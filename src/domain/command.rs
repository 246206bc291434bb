// Actuator command domain model
use crate::domain::threshold::CommandedState;

#[derive(Debug, Clone, PartialEq, Eq)]
pub struct CommandRequest {
    pub target_entity_id: String,
    pub state: CommandedState,
}

impl CommandRequest {
    pub fn new(target_entity_id: impl Into<String>, state: CommandedState) -> Self {
        Self {
            target_entity_id: target_entity_id.into(),
            state,
        }
    }

    /// Attribute name the control endpoint expects, `on` or `off`.
    pub fn command_name(&self) -> &'static str {
        self.state.command_name()
    }
}
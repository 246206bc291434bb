// Application state for HTTP handlers
use crate::application::series_store::SeriesReader;

#[derive(Clone)]
pub struct AppState {
    pub series: SeriesReader,
}
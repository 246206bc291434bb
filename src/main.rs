// Main entry point - Dependency injection, poll loop and read API setup
mod application;
mod domain;
mod infrastructure;
mod presentation;

use std::sync::Arc;
use axum::{routing::get, Router};
use tokio::sync::watch;
use tower_http::trace::TraceLayer;
use tracing_subscriber::EnvFilter;

use crate::application::poll_loop::PollLoop;
use crate::application::series_store::SeriesStore;
use crate::infrastructure::actuator_client::ActuatorClient;
use crate::infrastructure::config::load_monitor_config;
use crate::infrastructure::sth_client::TimeseriesClient;
use crate::presentation::app_state::AppState;
use crate::presentation::handlers::{get_series, health_check};

#[tokio::main]
async fn main() -> anyhow::Result<()> {
    // Load configuration
    let config = load_monitor_config()?;

    // Initialize tracing, RUST_LOG wins over the configured level
    let filter = EnvFilter::try_from_default_env().unwrap_or_else(|_| EnvFilter::new(&config.logging.level));
    tracing_subscriber::fmt().with_env_filter(filter).init();

    let settings = match config.validate() {
        Ok(settings) => settings,
        Err(e) => {
            tracing::error!("Invalid configuration: {}", e);
            return Err(e.into());
        }
    };

    // Create clients (infrastructure layer)
    let source = Arc::new(TimeseriesClient::new(&config.upstream)?);
    let actuator = Arc::new(ActuatorClient::new(&config.actuator)?);

    // Create store and poll loop (application layer)
    let store = SeriesStore::new(settings.series_cap, settings.zone);
    let state = Arc::new(AppState {
        series: store.reader(),
    });
    let poll_loop = PollLoop::new(source, actuator, store, settings.rules, settings.poll);

    let (shutdown_tx, shutdown_rx) = watch::channel(false);
    let poller = tokio::spawn(poll_loop.run(shutdown_rx));

    // Build router (presentation layer)
    let router = Router::new()
        .route("/healthz", get(health_check))
        .route("/series", get(get_series))
        .with_state(state)
        .layer(TraceLayer::new_for_http());

    // Start server
    tracing::info!("Serving series on {}", settings.bind);
    let listener = tokio::net::TcpListener::bind(settings.bind).await?;
    axum::serve(listener, router)
        .with_graceful_shutdown(shutdown_signal(shutdown_tx))
        .await?;

    poller.await?;
    Ok(())
}

async fn shutdown_signal(shutdown_tx: watch::Sender<bool>) {
    let ctrl_c = async {
        if let Err(e) = tokio::signal::ctrl_c().await {
            tracing::error!("Failed to listen for ctrl-c: {}", e);
            std::future::pending::<()>().await;
        }
    };

    #[cfg(unix)]
    let terminate = async {
        use tokio::signal::unix::{SignalKind, signal};
        match signal(SignalKind::terminate()) {
            Ok(mut sigterm) => {
                sigterm.recv().await;
            }
            Err(e) => {
                tracing::error!("Failed to listen for SIGTERM: {}", e);
                std::future::pending::<()>().await;
            }
        }
    };

    #[cfg(not(unix))]
    let terminate = std::future::pending::<()>();

    tokio::select! {
        _ = ctrl_c => tracing::info!("Received ctrl-c"),
        _ = terminate => tracing::info!("Received SIGTERM"),
    }

    tracing::info!("Shutdown requested");
    let _ = shutdown_tx.send(true);
}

------------

[TASK DIRECTIONS]
Output the full listing without altering anything.

[RESPONSE TO THE TASK]
filename src/domain/command.rs
repository 246206bc291434bb
// Actuator command domain model
use crate::domain::threshold::CommandedState;

#[derive(Debug, Clone, PartialEq, Eq)]
pub struct CommandRequest {
    pub target_entity_id: String,
    pub state: CommandedState,
}

impl CommandRequest {
    pub fn new(target_entity_id: impl Into<String>, state: CommandedState) -> Self {
        Self {
            target_entity_id: target_entity_id.into(),
            state,
        }
    }

    /// Attribute name the control endpoint expects, `on` or `off`.
    pub fn command_name(&self) -> &'static str {
        self.state.command_name()
    }
}
repository 246206bc291434bb
// Application state for HTTP handlers
use crate::application::series_store::SeriesReader;

#[derive(Clone)]
pub struct AppState {
    pub series: SeriesReader,
}
repository 246206bc291434bb
filename src/main.rs
// Main entry point - Dependency injection, poll loop and read API setup
mod application;
mod domain;
mod infrastructure;
mod presentation;

use std::sync::Arc;
use axum::{routing::get, Router};
use tokio::sync::watch;
use tower_http::trace::TraceLayer;
use tracing_subscriber::EnvFilter;

use crate::application::poll_loop::PollLoop;
use crate::application::series_store::SeriesStore;
use crate::infrastructure::actuator_client::ActuatorClient;
use crate::infrastructure::config::load_monitor_config;
use crate::infrastructure::sth_client::TimeseriesClient;
use crate::presentation::app_state::AppState;
use crate::presentation::handlers::{get_series, health_check};

#[tokio::main]
async fn main() -> anyhow::Result<()> {
    // Load configuration
    let config = load_monitor_config()?;

    // Initialize tracing, RUST_LOG wins over the configured level
    let filter = EnvFilter::try_from_default_env().unwrap_or_else(|_| EnvFilter::new(&config.logging.level));
    tracing_subscriber::fmt().with_env_filter(filter).init();

    let settings = match config.validate() {
        Ok(settings) => settings,
        Err(e) => {
            tracing::error!("Invalid configuration: {}", e);
            return Err(e.into());
        }
    };

    // Create clients (infrastructure layer)
    let source = Arc::new(TimeseriesClient::new(&config.upstream)?);
    let actuator = Arc::new(ActuatorClient::new(&config.actuator)?);

    // Create store and poll loop (application layer)
    let store = SeriesStore::new(settings.series_cap, settings.zone);
    let state = Arc::new(AppState {
        series: store.reader(),
    });
    let poll_loop = PollLoop::new(source, actuator, store, settings.rules, settings.poll);

    let (shutdown_tx, shutdown_rx) = watch::channel(false);
    let poller = tokio::spawn(poll_loop.run(shutdown_rx));

    // Build router (presentation layer)
    let router = Router::new()
        .route("/healthz", get(health_check))
        .route("/series", get(get_series))
        .with_state(state)
        .layer(TraceLayer::new_for_http());

    // Start server
    tracing::info!("Serving series on {}", settings.bind);
    let listener = tokio::net::TcpListener::bind(settings.bind).await?;
    axum::serve(listener, router)
        .with_graceful_shutdown(shutdown_signal(shutdown_tx))
        .await?;

    poller.await?;
    Ok(())
}

async fn shutdown_signal(shutdown_tx: watch::Sender<bool>) {
    let ctrl_c = async {
        if let Err(e) = tokio::signal::ctrl_c().await {
            tracing::error!("Failed to listen for ctrl-c: {}", e);
            std::future::pending::<()>().await;
        }
    };

    #[cfg(unix)]
    let terminate = async {
        use tokio::signal::unix::{SignalKind, signal};
        match signal(SignalKind::terminate()) {
            Ok(mut sigterm) => {
                sigterm.recv().await;
            }
            Err(e) => {
                tracing::error!("Failed to listen for SIGTERM: {}", e);
                std::future::pending::<()>().await;
            }
        }
    };

    #[cfg(not(unix))]
    let terminate = std::future::pending::<()>();

    tokio::select! {
        _ = ctrl_c => tracing::info!("Received ctrl-c"),
        _ = terminate => tracing::info!("Received SIGTERM"),
    }

    tracing::info!("Shutdown requested");
    let _ = shutdown_tx.send(true);
}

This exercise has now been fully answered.